AVAILABLE RECORDS:

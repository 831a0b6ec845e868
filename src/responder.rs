//! Per-request response handle.
//!
//! Every handler in a chain receives a clone of the same [`Responder`]. The
//! first [`send`](Responder::send) wins; later sends are dropped with a
//! warning, so a middleware and an action can never both write a body.

use std::sync::{Arc, Mutex, MutexGuard};

use tracing::warn;

use crate::response::{IntoResponse, Response};

#[derive(Default)]
struct Outgoing {
    status: Option<u16>,
    headers: Vec<(String, String)>,
    sent: Option<Response>,
}

/// Shared, send-once handle on the response for one request.
#[derive(Clone, Default)]
pub struct Responder {
    inner: Arc<Mutex<Outgoing>>,
}

impl Responder {
    pub fn new() -> Self {
        Self::default()
    }

    fn lock(&self) -> MutexGuard<'_, Outgoing> {
        // A poisoned lock only means a handler panicked mid-update; the
        // state itself is still consistent.
        self.inner.lock().unwrap_or_else(|e| e.into_inner())
    }

    /// Overrides the status of whatever gets sent next.
    pub fn set_status(&self, code: impl Into<u16>) {
        self.lock().status = Some(code.into());
    }

    /// Adds a header to whatever gets sent next.
    pub fn set_header(&self, name: &str, value: &str) {
        self.lock().headers.push((name.to_owned(), value.to_owned()));
    }

    /// The status set so far, if any.
    pub fn status(&self) -> Option<u16> {
        let out = self.lock();
        out.sent.as_ref().map(|r| r.status).or(out.status)
    }

    pub fn headers_sent(&self) -> bool {
        self.lock().sent.is_some()
    }

    /// Sends `reply`. Returns `false`, sending nothing, when a response was
    /// already sent.
    pub fn send(&self, reply: impl IntoResponse) -> bool {
        let mut out = self.lock();
        if out.sent.is_some() {
            warn!("response already sent, dropping second send");
            return false;
        }
        let mut response = reply.into_response();
        if let Some(status) = out.status {
            response.status = status;
        }
        let extra = std::mem::take(&mut out.headers);
        response.headers.extend(extra);
        out.sent = Some(response);
        true
    }

    /// A copy of the sent response, if any.
    pub fn sent(&self) -> Option<Response> {
        self.lock().sent.clone()
    }

    /// Takes the sent response out of the handle.
    pub(crate) fn take(&self) -> Option<Response> {
        self.lock().sent.take()
    }
}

WORK REQUIRED:
Could the data above be set down exactly, in full?

EXERCISE RESPONSE:
repository 831a0b6ec845e868
filename src/responder.rs
//! Per-request response handle.
//!
//! Every handler in a chain receives a clone of the same [`Responder`]. The
//! first [`send`](Responder::send) wins; later sends are dropped with a
//! warning, so a middleware and an action can never both write a body.

use std::sync::{Arc, Mutex, MutexGuard};

use tracing::warn;

use crate::response::{IntoResponse, Response};

#[derive(Default)]
struct Outgoing {
    status: Option<u16>,
    headers: Vec<(String, String)>,
    sent: Option<Response>,
}

/// Shared, send-once handle on the response for one request.
#[derive(Clone, Default)]
pub struct Responder {
    inner: Arc<Mutex<Outgoing>>,
}

impl Responder {
    pub fn new() -> Self {
        Self::default()
    }

    fn lock(&self) -> MutexGuard<'_, Outgoing> {
        // A poisoned lock only means a handler panicked mid-update; the
        // state itself is still consistent.
        self.inner.lock().unwrap_or_else(|e| e.into_inner())
    }

    /// Overrides the status of whatever gets sent next.
    pub fn set_status(&self, code: impl Into<u16>) {
        self.lock().status = Some(code.into());
    }

    /// Adds a header to whatever gets sent next.
    pub fn set_header(&self, name: &str, value: &str) {
        self.lock().headers.push((name.to_owned(), value.to_owned()));
    }

    /// The status set so far, if any.
    pub fn status(&self) -> Option<u16> {
        let out = self.lock();
        out.sent.as_ref().map(|r| r.status).or(out.status)
    }

    pub fn headers_sent(&self) -> bool {
        self.lock().sent.is_some()
    }

    /// Sends `reply`. Returns `false`, sending nothing, when a response was
    /// already sent.
    pub fn send(&self, reply: impl IntoResponse) -> bool {
        let mut out = self.lock();
        if out.sent.is_some() {
            warn!("response already sent, dropping second send");
            return false;
        }
        let mut response = reply.into_response();
        if let Some(status) = out.status {
            response.status = status;
        }
        let extra = std::mem::take(&mut out.headers);
        response.headers.extend(extra);
        out.sent = Some(response);
        true
    }

    /// A copy of the sent response, if any.
    pub fn sent(&self) -> Option<Response> {
        self.lock().sent.clone()
    }

    /// Takes the sent response out of the handle.
    pub(crate) fn take(&self) -> Option<Response> {
        self.lock().sent.take()
    }
}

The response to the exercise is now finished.